Once I’ve decided what my “A” priority tasks are and subdivided projects into smaller chunks, I spend about 40 minutes an “A” priority task. Then switch for about 15 minutes to one of the chunks of a larger task. By scheduling time for both, I can make sure that what needs to be done gets done without feeling overwhelmed.

The second lesson was harder one to learn. I was a perfectionist who used to work until I dropped. I had to learn to take periodic breaks.

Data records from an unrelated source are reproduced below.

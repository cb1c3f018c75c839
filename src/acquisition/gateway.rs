//! Gateway HTTP side-channel
//!
//! The gateway exposes two plain HTTP endpoints next to the stream: a write
//! endpoint used when the stream is not open, and a status endpoint polled
//! for connection counters.

use async_trait::async_trait;
use serde::Deserialize;

use crate::config::GatewayEndpoints;
use crate::types::{GatewayHealth, WriteCommand};

/// Gateway side-channel errors
#[derive(Debug, thiserror::Error)]
pub enum GatewayError {
    #[error("HTTP error: {0}")]
    Http(#[from] reqwest::Error),
    #[error("Server returned status {0}")]
    ServerError(reqwest::StatusCode),
    #[error("Serialization error: {0}")]
    Serialization(#[from] serde_json::Error),
}

/// The side-channel operations the stream client depends on.
#[async_trait]
pub trait GatewayApi: Send + Sync {
    /// POST a write command; returns the gateway's acknowledgement message.
    async fn post_write(&self, command: &WriteCommand) -> Result<String, GatewayError>;

    /// GET the gateway connection counters.
    async fn fetch_status(&self) -> Result<GatewayHealth, GatewayError>;
}

/// Acknowledgement body of the write endpoint.
#[derive(Debug, Deserialize)]
struct WriteAck {
    #[serde(default)]
    message: Option<String>,
}

/// reqwest-backed gateway client
#[derive(Clone)]
pub struct HttpGateway {
    http: reqwest::Client,
    write_url: String,
    status_url: String,
}

impl HttpGateway {
    pub fn new(endpoints: &GatewayEndpoints) -> Result<Self, GatewayError> {
        let http = reqwest::Client::builder()
            .timeout(endpoints.http_timeout())
            .build()?;

        Ok(Self {
            http,
            write_url: endpoints.write_url(),
            status_url: endpoints.status_url(),
        })
    }
}

#[async_trait]
impl GatewayApi for HttpGateway {
    async fn post_write(&self, command: &WriteCommand) -> Result<String, GatewayError> {
        let resp = self.http.post(&self.write_url).json(command).send().await?;

        if !resp.status().is_success() {
            return Err(GatewayError::ServerError(resp.status()));
        }

        // The body is informational; an unexpected shape is still a delivery
        let bytes = resp.bytes().await?;
        let message = serde_json::from_slice::<WriteAck>(&bytes)
            .ok()
            .and_then(|ack| ack.message)
            .unwrap_or_else(|| "accepted".to_string());
        Ok(message)
    }

    async fn fetch_status(&self) -> Result<GatewayHealth, GatewayError> {
        let resp = self.http.get(&self.status_url).send().await?;

        if !resp.status().is_success() {
            return Err(GatewayError::ServerError(resp.status()));
        }

        let bytes = resp.bytes().await?;
        Ok(serde_json::from_slice(&bytes)?)
    }
}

I can take a brief 15 minute walk around my property with my dog and return energized and with new ideas. I can also just flop into a deck chair and enjoy a 20 minute green tea break that will also result in an energy boost.  At least once during the day I have a quiet hour for meditation.  Related Posts: Top Twenty Time Savers and Pareto’s Principle: The 80/20 Rule

The hardest lesson of all for me to learn was rooted in perfectionism and a desire to please. I had to learn to say “no” when I had too much on my agenda. Read my comment in Have You Killed the Angel of Perpetual Giving?

Discussion

  1. Do you try to schedule as much as possible into the day?
  2. Do you spend your time working at your own pace, without pressure?
  3. Are you able to shift gears smoothly when required?
  4. Has the way you view time and where your invest your time changed over the years?